Jevan Soo Lenox, Chief People Officer at insitro, thinks of his team’s purpose as “Driving business impact through the lens of people and culture.” In his mind, his team’s goals are the same as the rest of the business. They just have a different means to that end.
Erin Faverty, Operating Partner at PeopleTech Partners, suggested a specific tactic to help with this: start with the “why” when faced with a major decision and maintain that focus throughout the decision-making process and when communicating the decision to the rest of the organization. This leads to better decision-making both for people teams, and the organization overall.
Another specific tactic for HR and people leaders is to speak the language of business: metrics. And not just any metrics, metrics connected to output or dollars.
Metrics like Time to Productivity, Revenue Per Employee, Lifetime Employee Value and Quality of Hire quantify the impact HR has on the business in ways that are easy for other leaders to understand. As a side benefit, they also help the various groups within HR to clarify their own priorities and understand how their activities contribute to these larger outcomes. This not only lets them assess which programs and hiring processes are most successful, but it also makes it much easier to prove that value to the rest of the executive team.
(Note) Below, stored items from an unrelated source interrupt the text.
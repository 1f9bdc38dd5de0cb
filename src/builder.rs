//! Builder for configuring a [`GameStateMachine`].

use crate::difficulty::DifficultyTier;
use crate::machine::GameStateMachine;
use crate::secret::{RandomSecret, SecretSource};

/// Fluent configuration for a machine.
///
/// # Example
///
/// ```
/// use numguess::{DifficultyTier, GameBuilder, Phase};
///
/// let mut machine = GameBuilder::new()
///     .seed(42)
///     .difficulty(DifficultyTier::Easy)
///     .build();
///
/// assert!(machine.start_game("25").is_ok());
/// assert_eq!(machine.phase(), Phase::InProgress);
/// ```
#[derive(Debug, Clone, Default)]
pub struct GameBuilder {
    seed: Option<u64>,
    difficulty: Option<DifficultyTier>,
}

impl GameBuilder {
    pub fn new() -> Self {
        Self::default()
    }

    /// Seed the secret generator so games are reproducible.
    pub fn seed(mut self, seed: u64) -> Self {
        self.seed = Some(seed);
        self
    }

    /// Pre-select a tier for the first session.
    ///
    /// A reset clears it like any other selection.
    pub fn difficulty(mut self, tier: DifficultyTier) -> Self {
        self.difficulty = Some(tier);
        self
    }

    /// Build a machine backed by a `StdRng`, seeded or OS-seeded.
    pub fn build(self) -> GameStateMachine {
        let secrets = match self.seed {
            Some(seed) => RandomSecret::from_seed(seed),
            None => RandomSecret::from_entropy(),
        };
        self.build_with(secrets)
    }

    /// Build a machine drawing secrets from `secrets`. Any seed is ignored.
    pub fn build_with<R: SecretSource>(self, secrets: R) -> GameStateMachine<R> {
        let mut machine = GameStateMachine::with_source(secrets);
        if let Some(tier) = self.difficulty {
            machine.select_difficulty(tier);
        }
        machine
    }
}
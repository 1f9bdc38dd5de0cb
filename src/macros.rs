//! Macros for declaring phase enums.

/// Declare a fieldless enum and implement [`State`](crate::core::State) for it.
///
/// Variant names double as state names. Variants listed under `final:`
/// report `is_final() == true`.
macro_rules! state_enum {
    (
        $(#[$meta:meta])*
        $vis:vis enum $name:ident {
            $(
                $(#[$variant_meta:meta])*
                $variant:ident
            ),* $(,)?
        }

        $(final: [$($final:ident),* $(,)?])?
    ) => {
        $(#[$meta])*
        #[derive(Clone, Copy, PartialEq, Eq, Hash, Debug, serde::Serialize, serde::Deserialize)]
        $vis enum $name {
            $(
                $(#[$variant_meta])*
                $variant
            ),*
        }

        impl $crate::core::State for $name {
            fn name(&self) -> &str {
                match self {
                    $(Self::$variant => stringify!($variant)),*
                }
            }

            fn is_final(&self) -> bool {
                match self {
                    $($(Self::$final => true,)*)?
                    #[allow(unreachable_patterns)]
                    _ => false,
                }
            }
        }

        impl std::fmt::Display for $name {
            fn fmt(&self, f: &mut std::fmt::Formatter<'_>) -> std::fmt::Result {
                f.write_str($crate::core::State::name(self))
            }
        }
    };
}

pub(crate) use state_enum;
In turn, this improves organizational effectiveness and ultimately leads to better business results.
Here are some research that can help you connect HR initiatives to business impact:
- Highly engaged companies experience a 23% increase in profitability.
- Organizations with strong company cultures have 72% higher employee engagement ratings than those with weak cultures.
- Investment in sales training produces a 353% ROI.
- The average cost of a bad hire is up to 30% of that new hire’s salary according to the US Department of Labor.
Some HR tasks are harder to link to business goals than others. Most HR work falls into two buckets. The first bucket is work associated with a project, such as expanding into a new market, working towards being profitable, or developing a new product. In this situation, it’s pretty straightforward to align the work with business goals: HR must ensure the organization has the right people in the right roles to accomplish the current project. This usually involves mapping out the current skills of the organization and then augmenting through hiring or training.
The second bucket holds recurring or evergreen HR functions, like employee engagement, retention or L&D. These tasks are more likely to fall out of alignment with business goals as the people doing them get caught up in the daily grind and lose sight of the bigger picture. The more indirect the relationship is, the easier it is to overlook it entirely. In these areas, HR leaders must be extra vocal about alignment to business goals (or change processes as needed to ensure alignment). For example, other executives might struggle to see how a training on giving constructive feedback helps accomplish business goals – so it’s your job to show them.